For the listing below, how many lines contain the word "token"? Answer with only that figure.
--- Source records Enclosed Below ---
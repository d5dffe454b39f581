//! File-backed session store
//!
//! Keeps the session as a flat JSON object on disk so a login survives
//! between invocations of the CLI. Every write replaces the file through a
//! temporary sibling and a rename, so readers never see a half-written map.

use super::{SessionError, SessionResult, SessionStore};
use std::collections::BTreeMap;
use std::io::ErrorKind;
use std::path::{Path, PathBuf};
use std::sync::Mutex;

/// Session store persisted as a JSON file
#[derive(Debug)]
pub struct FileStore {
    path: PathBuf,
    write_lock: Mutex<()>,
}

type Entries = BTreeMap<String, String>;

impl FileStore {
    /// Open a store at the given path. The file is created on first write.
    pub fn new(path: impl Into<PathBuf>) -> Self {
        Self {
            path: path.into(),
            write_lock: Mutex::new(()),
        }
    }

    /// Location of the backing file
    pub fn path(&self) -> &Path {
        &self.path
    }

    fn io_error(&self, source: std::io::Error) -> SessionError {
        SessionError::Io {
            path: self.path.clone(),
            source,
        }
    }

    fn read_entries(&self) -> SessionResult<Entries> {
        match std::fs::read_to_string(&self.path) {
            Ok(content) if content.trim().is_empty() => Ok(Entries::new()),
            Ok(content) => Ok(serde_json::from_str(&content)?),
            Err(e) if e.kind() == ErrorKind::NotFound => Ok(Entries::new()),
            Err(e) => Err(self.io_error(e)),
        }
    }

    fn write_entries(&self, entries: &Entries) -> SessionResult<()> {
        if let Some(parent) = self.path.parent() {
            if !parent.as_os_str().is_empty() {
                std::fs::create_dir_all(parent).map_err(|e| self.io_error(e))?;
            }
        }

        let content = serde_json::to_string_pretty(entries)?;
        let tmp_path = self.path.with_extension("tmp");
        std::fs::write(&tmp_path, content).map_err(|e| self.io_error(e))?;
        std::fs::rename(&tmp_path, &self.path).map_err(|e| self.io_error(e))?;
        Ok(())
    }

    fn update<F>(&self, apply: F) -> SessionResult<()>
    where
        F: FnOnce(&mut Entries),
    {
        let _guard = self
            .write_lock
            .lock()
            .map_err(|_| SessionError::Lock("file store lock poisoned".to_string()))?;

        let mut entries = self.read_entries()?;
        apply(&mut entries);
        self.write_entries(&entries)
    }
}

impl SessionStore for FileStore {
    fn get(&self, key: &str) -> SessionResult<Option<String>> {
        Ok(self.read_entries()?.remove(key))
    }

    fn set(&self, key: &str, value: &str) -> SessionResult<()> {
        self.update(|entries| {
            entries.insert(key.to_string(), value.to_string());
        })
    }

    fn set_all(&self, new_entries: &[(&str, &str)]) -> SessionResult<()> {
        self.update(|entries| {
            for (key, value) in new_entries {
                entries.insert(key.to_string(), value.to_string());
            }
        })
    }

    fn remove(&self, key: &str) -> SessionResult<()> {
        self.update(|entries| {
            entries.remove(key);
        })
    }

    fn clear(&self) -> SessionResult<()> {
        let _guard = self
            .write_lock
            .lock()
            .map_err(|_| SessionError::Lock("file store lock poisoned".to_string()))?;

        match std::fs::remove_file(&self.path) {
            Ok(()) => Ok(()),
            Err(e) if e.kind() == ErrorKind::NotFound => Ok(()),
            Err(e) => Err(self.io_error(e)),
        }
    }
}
--- End of Enclosed Source records ---
--- Source records Enclosed Below ---
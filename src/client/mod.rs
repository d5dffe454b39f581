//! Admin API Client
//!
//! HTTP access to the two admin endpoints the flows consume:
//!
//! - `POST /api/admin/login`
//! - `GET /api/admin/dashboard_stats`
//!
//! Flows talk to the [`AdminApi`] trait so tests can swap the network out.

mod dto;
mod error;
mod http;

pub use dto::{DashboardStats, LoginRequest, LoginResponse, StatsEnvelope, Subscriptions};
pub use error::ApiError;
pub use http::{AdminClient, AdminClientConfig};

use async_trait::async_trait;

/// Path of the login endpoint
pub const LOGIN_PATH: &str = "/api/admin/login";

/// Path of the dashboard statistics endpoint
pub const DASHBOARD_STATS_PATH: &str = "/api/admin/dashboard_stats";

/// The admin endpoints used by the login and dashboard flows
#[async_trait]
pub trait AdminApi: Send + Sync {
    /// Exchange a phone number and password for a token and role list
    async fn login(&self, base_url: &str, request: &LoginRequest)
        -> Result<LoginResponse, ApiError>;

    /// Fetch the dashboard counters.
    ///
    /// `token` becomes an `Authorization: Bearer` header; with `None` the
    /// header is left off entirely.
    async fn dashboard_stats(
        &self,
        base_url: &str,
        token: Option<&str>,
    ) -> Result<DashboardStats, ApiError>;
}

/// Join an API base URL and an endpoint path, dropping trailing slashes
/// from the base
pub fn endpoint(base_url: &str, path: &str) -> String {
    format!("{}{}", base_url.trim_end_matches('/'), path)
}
--- End of Enclosed Source records ---
--- Source records Enclosed Below ---
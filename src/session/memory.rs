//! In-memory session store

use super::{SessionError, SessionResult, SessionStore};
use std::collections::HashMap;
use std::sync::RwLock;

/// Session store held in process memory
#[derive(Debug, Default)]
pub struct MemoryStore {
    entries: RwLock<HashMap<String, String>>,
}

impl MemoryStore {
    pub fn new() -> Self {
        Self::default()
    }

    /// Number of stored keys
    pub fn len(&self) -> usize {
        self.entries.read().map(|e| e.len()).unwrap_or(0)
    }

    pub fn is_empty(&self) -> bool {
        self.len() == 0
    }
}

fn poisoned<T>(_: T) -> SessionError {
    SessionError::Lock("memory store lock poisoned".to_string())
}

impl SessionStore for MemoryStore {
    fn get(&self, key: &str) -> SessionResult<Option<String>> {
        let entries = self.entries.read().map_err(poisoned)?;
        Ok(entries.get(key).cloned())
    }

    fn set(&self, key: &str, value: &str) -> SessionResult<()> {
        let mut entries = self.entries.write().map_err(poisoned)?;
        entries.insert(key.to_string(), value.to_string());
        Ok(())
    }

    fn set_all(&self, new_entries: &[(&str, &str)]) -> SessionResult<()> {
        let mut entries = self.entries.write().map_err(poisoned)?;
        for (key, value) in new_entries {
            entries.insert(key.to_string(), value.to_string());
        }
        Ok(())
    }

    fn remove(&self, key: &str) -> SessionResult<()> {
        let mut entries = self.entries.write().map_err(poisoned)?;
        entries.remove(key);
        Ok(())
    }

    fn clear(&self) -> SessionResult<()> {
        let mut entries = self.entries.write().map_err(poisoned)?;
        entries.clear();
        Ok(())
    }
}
--- End of Enclosed Source records ---
> **Reply to the task**: 3